Praxiswissen

Kein Pauschalhonorar durch die Hintertür

André Kuhn – Rechtsanwalt und Fachanwalt SAV Strafrecht

Beschwerden gegen Entscheide kantonaler Berufungsgerichte betreffend die Entschädigung der amtlichen Verteidigung haben einen schweren Stand. So greift das Bundesstrafgericht grundsätzlich nur ein, «wenn die Festsetzung des Honorars ausserhalb jedes vernünftigen Verhältnisses zu den vom Anwalt geleisteten Diensten steht und in krasser Weise gegen das Gerechtigkeitsgefühl verstösst». Ausserdem übt das Bundesstrafgericht «grosse Zurückhaltung, wenn das kantonale Sachgericht den Aufwand als übersetzt bezeichnet und entsprechend kürzt». Es sei Sache der kantonalen Behörden, die Angemessenheit anwaltlicher Bemühungen zu beurteilen. Das Bundesstrafgericht begründet seine Zurückhaltung unter Verweis auf die Praxis des Bundesgerichts.1 Dies, obwohl das Bundesstrafgericht die einzige Rechtsmittelinstanz ist (Art. 135 Abs. 3 StPO; Art. 79 BGG), als solche volle Kognition hat und damit auch die Angemessenheit des Honorars zu prüfen hätte (Art. 393 Abs. 2 StPO).

Nicht zuletzt diese «StPO-widrige » Kognitionsbeschränkung des Bundesstrafgerichts dürfte das Aargauer Obergericht dazu verleitet haben, Honorarnoten amtlicher Verteidiger immer öfter als «deutlich überh.ht» zu bezeichnen (teilweise wegen 200 Franken) und die Verteidiger, ohne konkrete Bezugnahme auf ihre Honorarnote, mit einer Pauschale zu entschädigen. Damit wurden Pauschalen etabliert, die der kantonale «Anwaltstarif»2 nicht vorsieht.

Dieser Einführung einer Pauschalentschädigung «durch die Hintertüre» hat das Bundesstrafgericht einen Riegel geschoben. So hiess es am 5. Februar 2020 gleich neun Beschwerden gegen Entschädigungsentscheide des Aargauer Obergerichts gut und erwog, Entschädigungspauschalen seien nur zulässig, sofern sie (i) entweder gesetzlich vorgesehen seien (vgl. St. Gallen und Zürich) oder (ii) der von der Verteidigung geltend gemachte Zeitaufwand zum Umfang und zur Schwierigkeit des Falles in einem offensichtlichen Missverhältnis stehe. Das Bundesstrafgericht stellte klar, dass ein solches Missverhältnis nur vorliege, wenn es «ins Auge spränge»,3 was selten der Fall sein dürfte.

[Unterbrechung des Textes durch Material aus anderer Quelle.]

//! Command lexer: tokenizes one REPL input line.

use crate::{Error, Result};

/// A token from the lexer.
#[derive(Debug, Clone, PartialEq)]
pub struct Token {
    pub kind: TokenKind,
    pub span: Span,
    pub text: String,
}

/// Source span.
#[derive(Debug, Clone, Copy, PartialEq, Eq)]
pub struct Span {
    pub start: usize,
    pub end: usize,
}

/// Token kinds.
#[derive(Debug, Clone, Copy, PartialEq, Eq)]
pub enum TokenKind {
    // Keywords
    New, Flip, Swap, Reflect, Rotate, Random, Invert, Reset,
    Show, Json, Color, Uncolor, Between, Subcube,
    Help, Verbose, Exit,

    // Literals
    Number,   // digits: a count, an axis or a bit string
    Pattern,  // 0, 1 and at least one *

    // Any other word, e.g. a color name
    Word,

    Eof,
}

impl TokenKind {
    /// Whether this token starts a command.
    pub fn is_command(self) -> bool {
        matches!(self,
            TokenKind::New | TokenKind::Flip | TokenKind::Swap | TokenKind::Reflect |
            TokenKind::Rotate | TokenKind::Random | TokenKind::Invert | TokenKind::Reset |
            TokenKind::Show | TokenKind::Json | TokenKind::Color | TokenKind::Uncolor |
            TokenKind::Help | TokenKind::Verbose | TokenKind::Exit
        )
    }
}

/// Tokenize a command line.
pub fn tokenize(input: &str) -> Result<Vec<Token>> {
    let mut tokens = Vec::new();
    let mut chars = input.char_indices().peekable();

    while let Some(&(pos, ch)) = chars.peek() {
        match ch {
            c if c.is_whitespace() => { chars.next(); }

            // Comment to end of line
            '#' => {
                while chars.next().is_some() {}
            }

            // Numbers, bit strings and wildcard patterns
            c if c.is_ascii_digit() || c == '*' => {
                let start = pos;
                let mut text = String::new();
                while let Some(&(_, c)) = chars.peek() {
                    if c.is_ascii_digit() || c == '*' {
                        text.push(c);
                        chars.next();
                    } else {
                        break;
                    }
                }
                tokens.push(Token {
                    kind: if text.contains('*') { TokenKind::Pattern } else { TokenKind::Number },
                    span: Span { start, end: start + text.len() },
                    text,
                });
            }

            // Keywords and words
            c if c.is_alphabetic() || c == '_' => {
                let start = pos;
                let mut ident = String::new();
                while let Some(&(_, c)) = chars.peek() {
                    if c.is_alphanumeric() || c == '_' {
                        ident.push(c);
                        chars.next();
                    } else {
                        break;
                    }
                }
                let kind = keyword_or_word(&ident);
                tokens.push(Token {
                    kind,
                    span: Span { start, end: start + ident.len() },
                    text: ident,
                });
            }

            other => {
                return Err(Error::InvalidCommand {
                    position: pos,
                    message: format!("Unexpected character: '{other}'"),
                });
            }
        }
    }

    tokens.push(Token {
        kind: TokenKind::Eof,
        span: Span { start: input.len(), end: input.len() },
        text: String::new(),
    });

    Ok(tokens)
}

fn keyword_or_word(s: &str) -> TokenKind {
    match s.to_lowercase().as_str() {
        "new" | "dim" => TokenKind::New,
        "flip" => TokenKind::Flip,
        "swap" => TokenKind::Swap,
        "reflect" => TokenKind::Reflect,
        "rotate" => TokenKind::Rotate,
        "random" => TokenKind::Random,
        "invert" => TokenKind::Invert,
        "reset" => TokenKind::Reset,
        "show" => TokenKind::Show,
        "json" => TokenKind::Json,
        "color" => TokenKind::Color,
        "uncolor" => TokenKind::Uncolor,
        "between" => TokenKind::Between,
        "subcube" => TokenKind::Subcube,
        "help" => TokenKind::Help,
        "verbose" => TokenKind::Verbose,
        "exit" | "quit" => TokenKind::Exit,
        _ => TokenKind::Word,
    }
}

#[cfg(test)]
mod tests {
    use super::*;

    fn kinds(input: &str) -> Vec<TokenKind> {
        tokenize(input).unwrap().iter().map(|t| t.kind).collect()
    }

    #[test]
    fn test_simple_commands() {
        assert_eq!(kinds("new 3 flip 0"), vec![
            TokenKind::New,
            TokenKind::Number,
            TokenKind::Flip,
            TokenKind::Number,
            TokenKind::Eof,
        ]);
    }

    #[test]
    fn test_keywords_are_case_insensitive() {
        assert_eq!(kinds("ReFlEcT 01 QUIT"), vec![
            TokenKind::Reflect,
            TokenKind::Number,
            TokenKind::Exit,
            TokenKind::Eof,
        ]);
    }

    #[test]
    fn test_pattern_and_color_word() {
        let tokens = tokenize("color subcube 1*0 red").unwrap();
        assert_eq!(tokens[2].kind, TokenKind::Pattern);
        assert_eq!(tokens[2].text, "1*0");
        assert_eq!(tokens[3].kind, TokenKind::Word);
        assert_eq!(tokens[3].text, "red");
    }

    #[test]
    fn test_bit_string_keeps_leading_zeros() {
        let tokens = tokenize("reflect 0010").unwrap();
        assert_eq!(tokens[1].text, "0010");
        assert_eq!(tokens[1].span, Span { start: 8, end: 12 });
    }

    #[test]
    fn test_comment() {
        assert_eq!(kinds("reset # back to the start"), vec![TokenKind::Reset, TokenKind::Eof]);
    }

    #[test]
    fn test_unexpected_character() {
        let err = tokenize("flip 0; reset").unwrap_err();
        assert!(matches!(err, Error::InvalidCommand { position: 6, .. }));
    }

    #[test]
    fn test_empty_line() {
        assert_eq!(kinds("   "), vec![TokenKind::Eof]);
    }
}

Das Bundesstrafgericht liess die in allen zitierten Verfahren gleiche «abstrakte und substanzarme, mithin generische» Begründung des vermeintlichen Missverhältnisses durch das Obergericht des Kantons Aargau nicht genügen, weil sie das rechtliche Gehör verletzt. Solch «rudimentäre Ausführungen» genügten den Anforderungen an die Begründungspflicht nicht. Es stellte klar, dass die vom Obergericht ins Feld geführte Vertrautheit mit dem Fall aus dem erstinstanzlichen Verfahren und die dort erhaltene Entschädigung «wenig geeignet» seien zur Klärung, ob die Honorarnote im Berufungsverfahren überh.ht ist (vgl. Fn. 3, E. 3.5). Mindestens in drei der neun zitierten Fälle hat das Aargauer Obergericht die angeblich überhöhten Honorarnoten inzwischen vollumfänglich genehmigt.4

Es ist erfreulich, dass das Bundesstrafgericht seine Kognition vorliegend angewandt und klargestellt hat, dass Pauschalentschädigungen ohne gesetzliche Grundlage nur im Ausnahmefall zulässig sind und einer eingehenden Begründung bedürfen. Ebenso erinnerte es daran, dass Pauschalen, wo sie gesetzlich geregelt sind, auf die konkreten Verhältnisse des Einzelfalls Rücksicht nehmen müssen.

1 Vgl. BB.2019.66 vom 11.11.2019, E. 2.5 mit Verweis auf BGE 141 I 124, E. 3.2.
2 Dekret über die Entschädigung der Anwälte (Anwaltstarif), SAR 291.150.
3 Vgl. Verfügungen BB.2020.5; BB.2020.1; BB.2019.280; BB.2019.269; BB.2019.256; BB.2019.209; BB.2019.203; BB.2019.118; BB.2019.77 vom 5.2.2020, jeweils E. 3.1, 3.8, 3.10.
4 Den Verfassern von den jeweiligen Beschwerdeführern bestätigt.